First of all, I have to rather shamefacedly admit that the title of this article is not particularly original. It is a play on two book titles by two authors. I'm sure most of you will have read their books, or at least heard of them. The first of these is Raymond Carver, the American short story writer. In his book What We Talk About When We Talk About Love he tackles married life, the neighbourhood, family, deathbeds, cakes, cathedrals, buses, casinos, trains, exile and home in a totally accessible way. His work covers every area of human drama in the last century.

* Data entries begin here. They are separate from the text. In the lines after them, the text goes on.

//! Trim window value type
//!
//! A [`TrimTimes`] is the half-open `[start, end)` millisecond range into a
//! specific audio asset that one or more sections actually play. Equality
//! between windows is tolerance-based: endpoints that differ by at most the
//! configured `min_difference_ms` describe the same window, so
//! near-duplicate usages merge instead of fragmenting the map.

use std::collections::hash_map::DefaultHasher;
use std::fmt;
use std::hash::{Hash, Hasher};

use crate::model::AssetId;

/// Start and end times in milliseconds for trimming one audio asset.
///
/// `total_ms` is the asset's full duration captured at construction, which
/// keeps the derived queries (looping, already-trimmed, usage percentage)
/// free of store lookups. It does not participate in similarity.
#[derive(Debug, Clone, Copy, PartialEq, Eq)]
pub struct TrimTimes {
    /// Start time in milliseconds to trim from.
    pub start_ms: i64,
    /// End time in milliseconds to trim to.
    pub end_ms: i64,
    /// The asset these trim times belong to.
    pub asset: Option<AssetId>,
    /// Total duration of the asset in milliseconds.
    pub total_ms: i64,
}

/// Invalid trim times sentinel.
pub const INVALID_TRIM_TIMES: TrimTimes = TrimTimes {
    start_ms: -1,
    end_ms: -1,
    asset: None,
    total_ms: 0,
};

impl TrimTimes {
    pub fn new(start_ms: i64, end_ms: i64, asset: AssetId, total_ms: i64) -> Self {
        Self {
            start_ms,
            end_ms,
            asset: Some(asset),
            total_ms,
        }
    }

    /// True if both endpoints are non-negative and the asset is resolved.
    pub fn is_valid(&self) -> bool {
        self.start_ms >= 0 && self.end_ms >= 0 && self.asset.is_some()
    }

    /// Duration of actual usage in milliseconds.
    pub fn usage_duration_ms(&self) -> i64 {
        self.end_ms - self.start_ms
    }

    /// Valid, and long enough that trimming to it is actionable.
    pub fn is_valid_length(&self, tolerance_ms: i64) -> bool {
        self.is_valid() && self.usage_duration_ms() >= tolerance_ms
    }

    /// True if the window wraps past the asset end by at least the
    /// tolerance, i.e. the section plays the asset more than once.
    pub fn is_looping(&self, tolerance_ms: i64) -> bool {
        self.end_ms > self.total_ms && self.end_ms - self.total_ms >= tolerance_ms
    }

    /// True if the asset is effectively already trimmed to this window:
    /// usage within tolerance of the full duration and start within
    /// tolerance of zero.
    pub fn is_trimmed(&self, tolerance_ms: i64) -> bool {
        self.total_ms - self.usage_duration_ms() < tolerance_ms && self.start_ms < tolerance_ms
    }

    /// Percentage of the asset duration covered by this window, 0-100.
    pub fn usage_percentage(&self, tolerance_ms: i64) -> f64 {
        if self.is_trimmed(tolerance_ms) {
            return 100.0;
        }
        if self.total_ms <= 0 {
            return 0.0;
        }
        self.usage_duration_ms() as f64 / self.total_ms as f64 * 100.0
    }

    /// True if both endpoints differ by at most `tolerance_ms` and the
    /// windows target the same asset.
    pub fn is_similar(&self, other: &TrimTimes, tolerance_ms: i64) -> bool {
        self.asset == other.asset
            && (self.start_ms - other.start_ms).abs() <= tolerance_ms
            && (self.end_ms - other.end_ms).abs() <= tolerance_ms
    }

    /// Widening merge of two tolerance-equal windows: component-wise max of
    /// both endpoints. The left operand's asset and total are kept.
    pub fn max_with(&self, other: &TrimTimes) -> TrimTimes {
        TrimTimes {
            start_ms: self.start_ms.max(other.start_ms),
            end_ms: self.end_ms.max(other.end_ms),
            asset: self.asset,
            total_ms: self.total_ms,
        }
    }

    /// Verbose diagnostic form: the window in milliseconds and in ticks at
    /// the given rate, plus the share of the asset it covers.
    pub fn describe(&self, tick_rate: i64, tolerance_ms: i64) -> String {
        format!(
            "{self} (ticks {}..{} at {tick_rate}/s, {:.1}% of asset used)",
            crate::timing::ms_to_ticks(self.start_ms, tick_rate),
            crate::timing::ms_to_ticks(self.end_ms, tick_rate),
            self.usage_percentage(tolerance_ms)
        )
    }

    /// Hash over tolerance buckets: endpoints are rounded down to the
    /// nearest multiple of `tolerance_ms` before hashing, so windows that
    /// fall in the same bucket collide and the value can key a
    /// bucket-aware hash map.
    pub fn tolerance_hash(&self, tolerance_ms: i64) -> u64 {
        let mut hasher = DefaultHasher::new();
        (self.start_ms / tolerance_ms * tolerance_ms).hash(&mut hasher);
        (self.end_ms / tolerance_ms * tolerance_ms).hash(&mut hasher);
        self.asset.hash(&mut hasher);
        hasher.finish()
    }
}

impl fmt::Display for TrimTimes {
    fn fmt(&self, f: &mut fmt::Formatter<'_>) -> fmt::Result {
        match self.asset {
            Some(asset) => write!(
                f,
                "asset #{} [{} ms, {} ms) of {} ms",
                asset.0, self.start_ms, self.end_ms, self.total_ms
            ),
            None => write!(f, "invalid trim times"),
        }
    }
}

#[cfg(test)]
mod tests {
    use super::*;

    const TOL: i64 = 200;

    fn window(start: i64, end: i64) -> TrimTimes {
        TrimTimes::new(start, end, AssetId(1), 40_000)
    }

    #[test]
    fn invalid_sentinel() {
        assert!(!INVALID_TRIM_TIMES.is_valid());
        assert!(window(0, 1000).is_valid());
        // End before start is still "valid": validity is endpoint sanity.
        assert!(window(5000, 1000).is_valid());
        assert!(!window(5000, 1000).is_valid_length(TOL));
    }

    #[test]
    fn similarity_within_tolerance() {
        let a = window(1000, 5000);
        assert!(a.is_similar(&window(1200, 5200), TOL));
        assert!(a.is_similar(&window(800, 4800), TOL));
        assert!(!a.is_similar(&window(1201, 5000), TOL));
        assert!(!a.is_similar(&window(1000, 5201), TOL));
    }

    #[test]
    fn similarity_requires_same_asset() {
        let a = window(1000, 5000);
        let b = TrimTimes::new(1000, 5000, AssetId(2), 40_000);
        assert!(!a.is_similar(&b, TOL));
    }

    #[test]
    fn widening_merge_covers_both() {
        let merged = window(1000, 5000).max_with(&window(1150, 5150));
        assert_eq!(merged.start_ms, 1150);
        assert_eq!(merged.end_ms, 5150);
        assert_eq!(merged.asset, Some(AssetId(1)));
    }

    #[test]
    fn looping_boundary_is_inclusive() {
        // Ends exactly tolerance past the asset end: looping.
        assert!(window(0, 40_000 + TOL).is_looping(TOL));
        // One short of the tolerance: not looping.
        assert!(!window(0, 40_000 + TOL - 1).is_looping(TOL));
        assert!(!window(0, 40_000).is_looping(TOL));
    }

    #[test]
    fn trimmed_detection() {
        // Full-length usage from the start is already trimmed.
        assert!(window(0, 40_000).is_trimmed(TOL));
        assert!(window(100, 40_000).is_trimmed(TOL));
        // A real sub-range is not.
        assert!(!window(15_000, 30_000).is_trimmed(TOL));
        // Usage nearly full but starting late is not.
        assert!(!window(500, 40_000).is_trimmed(TOL));
    }

    #[test]
    fn usage_percentage() {
        assert_eq!(window(0, 40_000).usage_percentage(TOL), 100.0);
        let half = window(10_000, 30_000).usage_percentage(TOL);
        assert!((half - 50.0).abs() < f64::EPSILON);
    }

    #[test]
    fn describe_includes_ticks_and_usage() {
        let text = window(10_000, 30_000).describe(1000, TOL);
        assert!(text.contains("ticks 10000..30000"));
        assert!(text.contains("50.0% of asset used"));
    }

    #[test]
    fn tolerance_hash_collides_for_same_bucket() {
        // Same tolerance bucket hashes identically.
        assert_eq!(
            window(1000, 5000).tolerance_hash(TOL),
            window(1150, 5150).tolerance_hash(TOL)
        );
        // A bucket apart differs.
        assert_ne!(
            window(1000, 5000).tolerance_hash(TOL),
            window(1400, 5400).tolerance_hash(TOL)
        );
    }
}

The second book title belongs to his friend and the translator of his books into Japanese, Haruki Murakami, who is one of today's most popular authors. The title is: “What I Talk About When I Talk About Running”.
This made me spontaneously decide to give this essay its title. Once again I admit rather shamefacedly that I did this without having the slightest idea about what I really wanted to say. I wanted to say something about myself and hence about us. Because, as the Portuguese writer Fernando Pessoa tells us, each of us is not just a single 'I'. Within us we all have a number of 'I's, not always the best. Or vice versa.
No moral preaching
In an attempt to avoid any kind of theorizing and moralizing, I will try to stick to what is perhaps the only thing I can do: tell stories. But I will be constantly aware that I am going to fail. You know it yourself: the whole depends on the extent to which you fail. The more, the better. The less, the worse.

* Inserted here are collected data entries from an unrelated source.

//! Tick-based timing conversions
//!
//! Sequences author their sections in integer ticks at a per-sequence tick
//! rate (ticks per second), while trim windows are expressed in
//! milliseconds into the audio asset. All conversions use truncating
//! integer arithmetic; at the tick rates sequencers use (thousands to
//! millions of ticks per second) a truncated remainder is well below the
//! trimming tolerance.

/// Convert a tick count to milliseconds at the given tick rate.
///
/// Truncating division; negative inputs follow Rust integer semantics.
pub fn ticks_to_ms(ticks: i64, tick_rate: i64) -> i64 {
    debug_assert!(tick_rate > 0, "tick_rate must be positive");
    ticks * 1000 / tick_rate
}

/// Convert milliseconds to a tick count at the given tick rate.
pub fn ms_to_ticks(ms: i64, tick_rate: i64) -> i64 {
    debug_assert!(tick_rate > 0, "tick_rate must be positive");
    ms * tick_rate / 1000
}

Last year I gave a few readings from my latest novel in Germany, Austria and Switzerland, but apart from that, this is the first time for twelve months that I have brought my writing to the public. This applies equally to my writings in German (my second language) and in Albanian (my native tongue). It doesn't mean that I haven't written anything.

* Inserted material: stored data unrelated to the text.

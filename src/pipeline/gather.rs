//! Gather phase: build the trim-times multimap from section usage
//!
//! Walks the requested sequences, computes one trim window per audio
//! section, and merges windows per asset. Afterwards each gathered asset's
//! referencers are chased once: other sequences contribute their usage
//! windows too (so trimming for one sequence cannot corrupt another), and
//! any non-sequence referencer flags the asset for the external-usage
//! policy.

use std::collections::BTreeSet;

use tracing::{debug, warn};

use crate::config::TrimConfig;
use crate::model::{AssetId, AssetStore, Referencer, SectionId, SequenceId, TimelineModel};
use crate::timing::ticks_to_ms;
use crate::trim::{SectionsContainer, TrimTimes, TrimTimesMap, TrimTimesMultiMap};

/// Result of the gather phase.
#[derive(Debug, Default)]
pub struct GatherOutcome {
    /// Asset → trim windows → sections.
    pub multimap: TrimTimesMultiMap,
    /// Assets with at least one non-sequence referencer.
    pub external: BTreeSet<AssetId>,
}

/// Build the multimap for the requested sequences.
pub fn gather<P>(project: &P, sequences: &[SequenceId], config: &TrimConfig) -> GatherOutcome
where
    P: TimelineModel + AssetStore,
{
    let mut outcome = GatherOutcome::default();
    let requested: BTreeSet<SequenceId> = sequences.iter().copied().collect();

    for &sequence in sequences {
        gather_sequence(project, sequence, None, config, &mut outcome.multimap);
    }

    // Chase referencers of every gathered asset: merge usage from
    // sequences outside the requested set, flag external consumers.
    for asset in outcome.multimap.assets() {
        for referencer in project.referencing_objects(asset) {
            match referencer {
                Referencer::Sequence(other) if !requested.contains(&other) => {
                    debug!(
                        "Asset '{}' is also used in sequence '{}'; gathering its sections too",
                        project.asset_name(asset),
                        project.sequence_name(other)
                    );
                    gather_sequence(project, other, Some(asset), config, &mut outcome.multimap);
                }
                Referencer::Sequence(_) => {}
                Referencer::External(name) => {
                    warn!(
                        "Asset '{}' is referenced outside of sequences by '{}'; \
                         the outside-sequences policy will be applied",
                        project.asset_name(asset),
                        name
                    );
                    outcome.external.insert(asset);
                }
            }
        }
    }

    // Deterministic group order for everything downstream.
    for (_, map) in outcome.multimap.iter_mut() {
        map.sort_keys();
    }

    outcome
}

/// Scan one sequence's audio sections into the multimap. When
/// `only_asset` is set, sections playing other assets are ignored
/// (used for the cross-sequence merge).
fn gather_sequence<P>(
    project: &P,
    sequence: SequenceId,
    only_asset: Option<AssetId>,
    config: &TrimConfig,
    multimap: &mut TrimTimesMultiMap,
) where
    P: TimelineModel + AssetStore,
{
    for (asset, section) in project.list_audio_sections(sequence) {
        let Some(asset) = asset else {
            warn!(
                "Section #{} in sequence '{}' has no resolved asset; skipping",
                section.0,
                project.sequence_name(sequence)
            );
            continue;
        };
        if only_asset.is_some_and(|wanted| wanted != asset) {
            continue;
        }

        if let Some(trim_times) = compute_trim_times(project, section) {
            debug!(
                "Gathered {}",
                trim_times.describe(project.tick_rate(sequence), config.min_difference_ms)
            );
            multimap
                .find_or_add(asset)
                .insert(trim_times, section, config.min_difference_ms);
        }
    }
}

/// Compute the trim window one section actually plays: asset start offset
/// through offset + section duration, both in milliseconds.
pub fn compute_trim_times<P>(project: &P, section: SectionId) -> Option<TrimTimes>
where
    P: TimelineModel + AssetStore,
{
    let sequence = project.section_sequence(section);
    let tick_rate = project.tick_rate(sequence);
    if tick_rate <= 0 {
        warn!(
            "Sequence '{}' has an unresolved tick rate; skipping section #{}",
            project.sequence_name(sequence),
            section.0
        );
        return None;
    }

    let asset = project.section_asset(section)?;
    let total_ms = project.duration_ms(asset);
    if total_ms <= 0 {
        warn!(
            "Asset '{}' has a non-positive duration; skipping section #{}",
            project.asset_name(asset),
            section.0
        );
        return None;
    }

    let offset_ms = ticks_to_ms(project.asset_start_offset(section), tick_rate);
    let range = project.section_range(section);
    let section_duration_ms = ticks_to_ms(range.len(), tick_rate);

    Some(TrimTimes::new(
        offset_ms,
        offset_ms + section_duration_ms,
        asset,
        total_ms,
    ))
}

/// Recompute windows for sections returned by a rebuild pass and merge
/// them back into the map, restoring sorted key order.
pub fn reinsert_sections<P>(
    map: &mut TrimTimesMap,
    project: &P,
    sections: &SectionsContainer,
    config: &TrimConfig,
) where
    P: TimelineModel + AssetStore,
{
    if sections.is_empty() {
        return;
    }
    for &section in sections {
        if let Some(trim_times) = compute_trim_times(project, section) {
            map.insert(trim_times, section, config.min_difference_ms);
        }
    }
    map.sort_keys();
}

#[cfg(test)]
mod tests {
    use super::*;
    use crate::model::project::Project;
    use crate::model::TickRange;

    fn config() -> TrimConfig {
        TrimConfig::default()
    }

    #[test]
    fn gathers_and_merges_equal_windows() {
        let mut project = Project::new();
        let wind = project.add_asset("SW_Wind", Some(40_000), None).unwrap();
        let seq = project.add_sequence("SEQ_A", 1000, TickRange::new(0, 60_000));
        // Two sections playing the same [15000, 30000) window.
        project.add_section(seq, Some(wind), TickRange::new(0, 15_000), 15_000, false);
        project.add_section(seq, Some(wind), TickRange::new(20_000, 35_000), 15_000, false);

        let outcome = gather(&project, &[seq], &config());
        assert_eq!(outcome.multimap.len(), 1);
        let map = outcome.multimap.get(wind).unwrap();
        assert_eq!(map.len(), 1);

        let (times, sections) = map.iter().next().unwrap();
        assert_eq!((times.start_ms, times.end_ms), (15_000, 30_000));
        assert_eq!(sections.len(), 2);
        assert!(outcome.external.is_empty());
    }

    #[test]
    fn gathers_distinct_windows_separately() {
        let mut project = Project::new();
        let step = project.add_asset("SW_Step", Some(30_000), None).unwrap();
        let seq = project.add_sequence("SEQ_A", 1000, TickRange::new(0, 60_000));
        project.add_section(seq, Some(step), TickRange::new(0, 3000), 7000, false);
        project.add_section(seq, Some(step), TickRange::new(10_000, 17_000), 18_000, false);

        let outcome = gather(&project, &[seq], &config());
        let map = outcome.multimap.get(step).unwrap();
        assert_eq!(map.len(), 2);
    }

    #[test]
    fn merges_usage_from_other_sequences() {
        let mut project = Project::new();
        let wind = project.add_asset("SW_Wind", Some(40_000), None).unwrap();
        let seq_a = project.add_sequence("SEQ_A", 1000, TickRange::new(0, 60_000));
        let seq_b = project.add_sequence("SEQ_B", 1000, TickRange::new(0, 60_000));
        project.add_section(seq_a, Some(wind), TickRange::new(0, 10_000), 0, false);
        // A different window of the same asset in another sequence.
        project.add_section(seq_b, Some(wind), TickRange::new(0, 5000), 20_000, false);

        let outcome = gather(&project, &[seq_a], &config());
        let map = outcome.multimap.get(wind).unwrap();
        assert_eq!(map.len(), 2, "other sequence's window must be captured");
    }

    #[test]
    fn flags_externally_used_assets() {
        let mut project = Project::new();
        let wind = project.add_asset("SW_Wind", Some(40_000), None).unwrap();
        let seq = project.add_sequence("SEQ_A", 1000, TickRange::new(0, 60_000));
        project.add_section(seq, Some(wind), TickRange::new(0, 10_000), 0, false);
        project.add_external_reference(wind, "BP_Environment");

        let outcome = gather(&project, &[seq], &config());
        assert!(outcome.external.contains(&wind));
    }

    #[test]
    fn full_length_usage_is_still_recorded() {
        let mut project = Project::new();
        let tone = project.add_asset("SW_Tone", Some(10_000), None).unwrap();
        let seq = project.add_sequence("SEQ_A", 1000, TickRange::new(0, 60_000));
        project.add_section(seq, Some(tone), TickRange::new(0, 10_000), 0, false);

        // Whether trimming is worthwhile is decided later, not here.
        let outcome = gather(&project, &[seq], &config());
        assert_eq!(outcome.multimap.len(), 1);
    }
}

What I am trying to say is that being an artist, and particularly a writer, is a special kind of madness.
On the contrary, in my retreat from public life, whether in Germany, Kosovo, Albania or the Balkans as a whole, I have never stopped writing. I have spent months sitting at my desk in Stuttgart, but failed in every respect. Without knowing where I would go and what I should even want in this still indeterminate place, and of course beset by all the risks that are the responsibility of a father and husband.
Without a satisfactory result and with the attendant danger of continuing to lead the same life. What I am trying to say is that being an artist, and particularly a writer, is a special kind of madness. Particularly in our present times.
I know that many of my colleagues have already said this in different times and circumstances. But now this particularly applies to the times we are living in.
Curse or privilege?
Up to ten years ago, as in the preceding hundreds of years, being an artist was not a curse but a privilege. But today we are all artists and writers, painters and musicians. In today's modern world, you can write a poem, story or novel at your desk, on your smartphone or on your laptop. You can take photos, design, sing, paint, create. Then you can post it on Facebook, Twitter, YouTube or somewhere else where your family, friends and thousands and thousands of others can take a look at this or that 'work', which can remain within a small circle.
Life moves fast, and we forget even faster. The new technologies have certainly brought progress but also the danger that their users can be easily controlled.
Sometimes this can lead to totally unexpected success. If Max Brod had burned his friend Franz Kafka's manuscripts at his request, or if the handwritten works of Fernando Pessoa had not remained packed in boxes for many decades, then these two authors would never have been discovered and immortalized. Today we are living in a new phase when it is quite scary to be faced with the unknown and wondering what is to come. Life moves fast, and we forget even faster. The new technologies have certainly brought progress but also the danger that their users can be easily controlled.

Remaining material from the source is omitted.